Spokesmen for Carnival and Royal Caribbean said Monday that no decisions have been made regarding vaccination policies for U.S.-based voyages.

Previously, Royal Caribbean International and Celebrity Cruises announced that passengers over age 16 must be vaccinated for summer cruises launching from Israel between May and October.

Royal Caribbean cruises launching from Nassau, Bahamas; and Bermuda this summer will require vaccinations for passengers 18 and over. Younger passengers will be able to cruise if they test negative for COVID-19.

Celebrity Cruises, Royal Caribbean’s sister company, will also allow passengers under 18 to board Caribbean voyages out of St. Maarten beginning June 5.

Still, “we have not yet made a determination to mandate vaccines (on U.S.-based trips) at this time,” Carnival Corp. spokesman Roger Frizzell said in response to questions about how his company plans to handle the issue across its eight brands, which include Holland America, Costa, Cunard, Seabourn and Princess. “We will continue to monitor the evolving situation with vaccines globally.”

Major cruise lines have called upon the CDC to provide guidelines that would enable them to resume cruising from U.S. ports this July. Cruise Lines International Association, a trade group representing most of the world’s major cruise lines, last week criticized updated guidelines released by the CDC in late March as “burdensome” and “unworkable.”

Cruise lines argue that CDC guidance issued in October is outdated because it was issued before vaccines were developed and does not take into account protections that the cruise lines have since adopted on their own.

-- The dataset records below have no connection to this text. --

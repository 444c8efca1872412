// src/views/resize.rs
//
// The host side of resize observation. The window's `resized` handler calls
// `notify`; components hold a `ResizeSubscription` for as long as they want
// to hear about it. Dropping the subscription deregisters the listener.
//
// Single-threaded. Listeners must not subscribe or unsubscribe from inside
// their own callback.

use nannou::prelude::*;
use std::cell::RefCell;
use std::rc::{Rc, Weak};

type Listener = Box<dyn FnMut(Vec2)>;
type ListenerList = RefCell<Vec<(u64, Listener)>>;

#[derive(Default)]
pub struct ResizeChannel {
    listeners: Rc<ListenerList>,
    next_id: u64,
}

impl ResizeChannel {
    pub fn new() -> Self {
        Self::default()
    }

    pub fn subscribe<F>(&mut self, listener: F) -> ResizeSubscription
    where
        F: FnMut(Vec2) + 'static,
    {
        let id = self.next_id;
        self.next_id += 1;
        self.listeners.borrow_mut().push((id, Box::new(listener)));

        ResizeSubscription {
            id,
            listeners: Rc::downgrade(&self.listeners),
        }
    }

    /// Delivers `size` to every live listener, in subscription order.
    pub fn notify(&self, size: Vec2) {
        for (_, listener) in self.listeners.borrow_mut().iter_mut() {
            listener(size);
        }
    }

    pub fn listener_count(&self) -> usize {
        self.listeners.borrow().len()
    }
}

#[must_use = "dropping the subscription deregisters the listener"]
pub struct ResizeSubscription {
    id: u64,
    listeners: Weak<ListenerList>,
}

impl ResizeSubscription {
    pub fn is_active(&self) -> bool {
        self.listeners
            .upgrade()
            .map(|list| list.borrow().iter().any(|(id, _)| *id == self.id))
            .unwrap_or(false)
    }
}

impl Drop for ResizeSubscription {
    fn drop(&mut self) {
        // the channel may already be gone at app exit
        if let Some(list) = self.listeners.upgrade() {
            list.borrow_mut().retain(|(id, _)| *id != self.id);
        }
    }
}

CLIA says the cruise industry has been treated unfairly compared to just about all other leisure industries that have been allowed to resume with preventative measures such as mask mandates and social distancing.

Carnival Cruise Line president Christine Duffy appeared on the WPLG-TV public affairs show This Week in South Florida and said the CDC hasn’t yet provided guidance for test sailings that the agency is requiring that the cruise lines conduct or what kind of vaccines will be required.

“So we really don’t have the kind of details or transparency or engagement with CDC to begin sailing by this summer,” she said.

Asked whether the CDC should require that passengers be vaccinated, Duffy said: “We do not believe that the cruise industry in the U.S. should be treated any differently than other forms of travel, tourism or entertainment. And so at this time, people are able to get on a plane and fly outside of the U.S., take a cruise and come back into the U.S. without any type of vaccine or passport.”

Jaime Katz, a senior equity analyst at investment research firm Morningstar Inc., said most cruise lines have been cautious “not to paint themselves into a corner on policies that have not been established yet.”

DeSantis’ assertion of authority over the cruise lines, she said, “adds an extra twist to the storyline.”

“He obviously thinks the CDC has overstepped its bounds. It will be interesting to see what the response from the cruise lines might be.”

Spokespersons for Carnival Corp., Royal Caribbean and Norwegian did not respond to questions about how DeSantis’ assertion might affect their COVID-19 prevention plans.